For the entries below, count the lines that contain the word "MultiLegFlight" and reply with that number only.
##### Records supplied #####
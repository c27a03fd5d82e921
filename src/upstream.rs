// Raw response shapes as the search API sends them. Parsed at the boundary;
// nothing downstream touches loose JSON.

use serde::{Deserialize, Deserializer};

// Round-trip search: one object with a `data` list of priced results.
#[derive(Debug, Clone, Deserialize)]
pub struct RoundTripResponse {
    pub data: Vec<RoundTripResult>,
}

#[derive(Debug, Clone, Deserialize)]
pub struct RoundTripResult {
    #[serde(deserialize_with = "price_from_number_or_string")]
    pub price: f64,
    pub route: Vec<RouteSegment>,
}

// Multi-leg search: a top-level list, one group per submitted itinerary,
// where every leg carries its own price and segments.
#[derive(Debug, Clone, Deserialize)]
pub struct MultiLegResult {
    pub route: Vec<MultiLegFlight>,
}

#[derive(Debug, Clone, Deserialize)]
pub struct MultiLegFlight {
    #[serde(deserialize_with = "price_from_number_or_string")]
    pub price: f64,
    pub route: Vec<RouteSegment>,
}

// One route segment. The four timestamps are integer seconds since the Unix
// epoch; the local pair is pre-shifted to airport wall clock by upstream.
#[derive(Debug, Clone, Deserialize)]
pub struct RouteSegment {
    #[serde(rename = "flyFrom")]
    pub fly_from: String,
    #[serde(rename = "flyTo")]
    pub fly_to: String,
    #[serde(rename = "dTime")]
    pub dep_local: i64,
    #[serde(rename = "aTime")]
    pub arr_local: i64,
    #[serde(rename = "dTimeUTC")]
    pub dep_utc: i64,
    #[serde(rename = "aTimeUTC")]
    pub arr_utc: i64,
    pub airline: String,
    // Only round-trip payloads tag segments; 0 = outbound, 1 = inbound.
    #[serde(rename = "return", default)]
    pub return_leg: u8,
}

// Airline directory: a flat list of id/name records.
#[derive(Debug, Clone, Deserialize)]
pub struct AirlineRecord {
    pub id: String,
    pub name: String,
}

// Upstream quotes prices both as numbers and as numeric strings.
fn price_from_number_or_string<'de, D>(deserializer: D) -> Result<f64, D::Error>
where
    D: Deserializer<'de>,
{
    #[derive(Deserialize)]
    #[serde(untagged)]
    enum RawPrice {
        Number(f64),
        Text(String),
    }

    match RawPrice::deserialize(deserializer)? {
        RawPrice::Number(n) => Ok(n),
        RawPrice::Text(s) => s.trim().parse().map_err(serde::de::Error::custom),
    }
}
#####
Answer box: 2